Instructions to follow >>
Set down, exactly as written, every line from the top of the records below to the line containing "use crate::persistence::BacklogStorage;", both ends included, and no others.
━━━ Available records
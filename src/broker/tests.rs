use super::topic::Topic;
use super::{Broker, PublishOutcome};
use crate::broker::message::Message;
use crate::dispatch::parser::parse;
use crate::dispatch::{ConnectionState, DispatchOutcome, EngineSettings, Priority};
use crate::persistence::BacklogStorage;
use crate::transport::message::ServerMessage;
use crate::utils::error::BrokerError;
use tokio::sync::mpsc;
use tokio::sync::mpsc::UnboundedReceiver;
use tungstenite::protocol::Message as WsMessage;

const RULES: &str = r#"
<msgDispatch defaultStatus='UP' defaultAction='send'>
  <onStatus oid='_link.status' content='UP' defaultAction='send'/>
  <onStatus oid='_link.status' content='SLOW' defaultAction='send'>
    <action do='queue|notifySender' ifPriority='0-4'/>
  </onStatus>
</msgDispatch>
"#;

fn broker() -> Broker {
    Broker::new(parse(RULES).unwrap(), BacklogStorage::Memory, EngineSettings::default())
}

async fn session(broker: &Broker, name: &str) -> (uuid::Uuid, UnboundedReceiver<WsMessage>) {
    let (tx, rx) = mpsc::unbounded_channel::<WsMessage>();
    let client = broker.connect(Some(name.to_string()), tx).await.unwrap();
    (client.connection, rx)
}

fn drain(rx: &mut UnboundedReceiver<WsMessage>) -> Vec<Message> {
    let mut out = Vec::new();
    while let Ok(frame) = rx.try_recv() {
        if let WsMessage::Text(text) = frame {
            if let ServerMessage::Message(m) = serde_json::from_str(&text).unwrap() {
                out.push(m);
            }
        }
    }
    out
}

fn publish(topic: &str, payload: &str, priority: u8) -> Message {
    Message::new(topic, payload)
        .with_sender("alice")
        .with_priority(Priority::new(priority).unwrap())
}

#[test]
fn test_topic_subscribe_and_unsubscribe() {
    let mut topic = Topic::new("test_topic");
    assert_eq!(topic.name, "test_topic");
    assert!(topic.subscribe("client1".to_string()));
    assert!(!topic.subscribe("client1".to_string()));
    assert!(topic.unsubscribe("client1"));
    assert!(topic.is_empty());
}

#[test]
fn test_broker_subscribe_and_unsubscribe() {
    let broker = Broker::default();
    broker.subscribe("test_topic", "bob".to_string());
    broker.subscribe("test_topic", "carol".to_string());
    assert_eq!(broker.subscribers("test_topic"), vec!["bob", "carol"]);

    assert!(broker.unsubscribe("test_topic", "bob"));
    assert!(!broker.unsubscribe("test_topic", "bob"));
    assert!(broker.unsubscribe("test_topic", "carol"));
    assert!(broker.subscribers("test_topic").is_empty());
}

#[tokio::test]
async fn test_broker_publish_reaches_subscribers() {
    let broker = broker();
    let (_, mut bob) = session(&broker, "bob").await;
    broker.subscribe("news", "bob".to_string());

    let outcome = broker.publish(publish("news", "hello", 5)).await.unwrap();
    assert_eq!(
        outcome,
        PublishOutcome::Dispatched(vec![("bob".to_string(), DispatchOutcome::Delivered)])
    );

    let got = drain(&mut bob);
    assert_eq!(got.len(), 1);
    assert_eq!(got[0].payload, "hello");
    assert!(!got[0].message_id.is_empty());
    assert!(got[0].timestamp > 0);
}

#[tokio::test]
async fn test_reserved_session_names_are_refused() {
    let broker = broker();
    let (tx, _rx) = mpsc::unbounded_channel::<WsMessage>();
    let err = broker.connect(Some("__dispatch".into()), tx.clone()).await.unwrap_err();
    assert!(matches!(err, BrokerError::ReservedSession(_)));
    assert!(broker.connect(Some("  ".into()), tx.clone()).await.is_err());

    let generated = broker.connect(None, tx).await.unwrap();
    assert!(!generated.id.is_empty());
}

#[tokio::test]
async fn test_status_topic_holds_back_and_releases() {
    let broker = broker();
    let (_, mut bob) = session(&broker, "bob").await;
    let (_, mut alice) = session(&broker, "alice").await;
    broker.subscribe("news", "bob".to_string());
    broker.subscribe("_link.status", "bob".to_string());

    broker.publish(publish("_link.status", "SLOW", 9)).await.unwrap();
    let status = drain(&mut bob);
    assert_eq!(status.len(), 1);
    assert_eq!(status[0].payload, "SLOW");

    let outcome = broker.publish(publish("news", "low", 2)).await.unwrap();
    assert_eq!(
        outcome,
        PublishOutcome::Dispatched(vec![("bob".to_string(), DispatchOutcome::Queued)])
    );
    broker.publish(publish("news", "high", 8)).await.unwrap();
    assert_eq!(drain(&mut bob).iter().map(|m| m.payload.as_str()).collect::<Vec<_>>(), vec!["high"]);

    let notes = drain(&mut alice);
    assert_eq!(notes.len(), 1);
    assert_eq!(notes[0].state.as_deref(), Some("queue,notifySender"));
    assert_eq!(notes[0].destination.as_deref(), Some("alice"));

    broker.publish(publish("_link.status", "UP", 9)).await.unwrap();
    let released: Vec<String> = drain(&mut bob).into_iter().map(|m| m.payload).collect();
    assert_eq!(released, vec!["low", "UP"]);
}

#[tokio::test]
async fn test_admin_topic_reconfigures_without_forwarding() {
    let broker = broker();
    let (_, mut bob) = session(&broker, "bob").await;
    broker.subscribe("admin-config/dispatch", "bob".to_string());
    broker.subscribe("news", "bob".to_string());

    let rules = "<msgDispatch defaultAction='destroy'/>";
    let outcome = broker.publish(publish("admin-config/dispatch", rules, 5)).await.unwrap();
    assert_eq!(outcome, PublishOutcome::Reconfigured);
    assert!(drain(&mut bob).is_empty());

    let outcome = broker.publish(publish("news", "gone", 5)).await.unwrap();
    assert_eq!(
        outcome,
        PublishOutcome::Dispatched(vec![("bob".to_string(), DispatchOutcome::Dropped)])
    );

    let err = broker
        .publish(publish("admin-config/dispatch", "<msgDispatch defaultAction='bounce'/>", 5))
        .await
        .unwrap_err();
    assert!(matches!(err, BrokerError::Rules(_)));
    assert_eq!(broker.engine().table().default_action().to_string(), "destroy");
}

#[tokio::test]
async fn test_point_to_point_skips_subscribers() {
    let broker = broker();
    let (_, mut bob) = session(&broker, "bob").await;
    let (_, mut carol) = session(&broker, "carol").await;
    broker.subscribe("news", "bob".to_string());
    broker.subscribe("news", "carol".to_string());

    broker
        .publish(publish("news", "direct", 5).with_destination("carol"))
        .await
        .unwrap();
    assert!(drain(&mut bob).is_empty());
    assert_eq!(drain(&mut carol).len(), 1);

    let outcome = broker
        .publish(publish("news", "lost", 5).with_destination("nobody"))
        .await
        .unwrap();
    assert_eq!(outcome, PublishOutcome::Dispatched(Vec::new()));
}

#[tokio::test]
async fn test_lost_socket_polls_until_reconnect() {
    let broker = broker();
    let (connection, rx) = session(&broker, "bob").await;
    broker.subscribe("news", "bob".to_string());
    drop(rx);

    broker.client_lost("bob", connection).await;
    assert_eq!(
        broker.engine().link_snapshot("bob").unwrap().connection,
        ConnectionState::Polling
    );

    let outcome = broker.publish(publish("news", "while away", 5)).await.unwrap();
    assert_eq!(
        outcome,
        PublishOutcome::Dispatched(vec![("bob".to_string(), DispatchOutcome::Queued)])
    );

    let (_, mut bob) = session(&broker, "bob").await;
    let got = drain(&mut bob);
    assert_eq!(got.len(), 1);
    assert_eq!(got[0].payload, "while away");
    assert_eq!(broker.subscribers("news"), vec!["bob"]);
}

#[tokio::test]
async fn test_disconnect_tears_session_down() {
    let broker = broker();
    let (connection, _rx) = session(&broker, "bob").await;
    broker.subscribe("news", "bob".to_string());
    broker.client_lost("bob", connection).await;
    broker.publish(publish("news", "held", 5)).await.unwrap();
    assert_eq!(broker.engine().backlog_len("bob").await, 1);

    broker.disconnect("bob").await;
    assert!(broker.subscribers("news").is_empty());
    assert!(broker.engine().link_snapshot("bob").is_none());
    assert!(!broker.clients().is_connected("bob"));
}

#[tokio::test]
async fn test_closed_channel_does_not_affect_other_subscribers() {
    let broker = broker();
    let (_, rx) = session(&broker, "bob").await;
    let (_, mut carol) = session(&broker, "carol").await;
    broker.subscribe("news", "bob".to_string());
    broker.subscribe("news", "carol".to_string());
    drop(rx);

    let outcome = broker.publish(publish("news", "hello", 5)).await.unwrap();
    assert_eq!(
        outcome,
        PublishOutcome::Dispatched(vec![("carol".to_string(), DispatchOutcome::Delivered)])
    );
    assert_eq!(drain(&mut carol).len(), 1);
}

#[tokio::test]
async fn test_connect_survives_socket_closed_before_greeting() {
    let broker = broker();
    let (tx, rx) = mpsc::unbounded_channel::<WsMessage>();
    drop(rx);

    let client = broker.connect(Some("bob".into()), tx).await.unwrap();
    assert_eq!(client.id, "bob");
    assert!(broker.clients().is_connected("bob"));
    assert_eq!(
        broker.engine().link_snapshot("bob").unwrap().connection,
        ConnectionState::Connected
    );
}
━━━━━━
Problem solution >>
filename src/broker/tests.rs
use super::topic::Topic;
use super::{Broker, PublishOutcome};
use crate::broker::message::Message;
use crate::dispatch::parser::parse;
use crate::dispatch::{ConnectionState, DispatchOutcome, EngineSettings, Priority};
use crate::persistence::BacklogStorage;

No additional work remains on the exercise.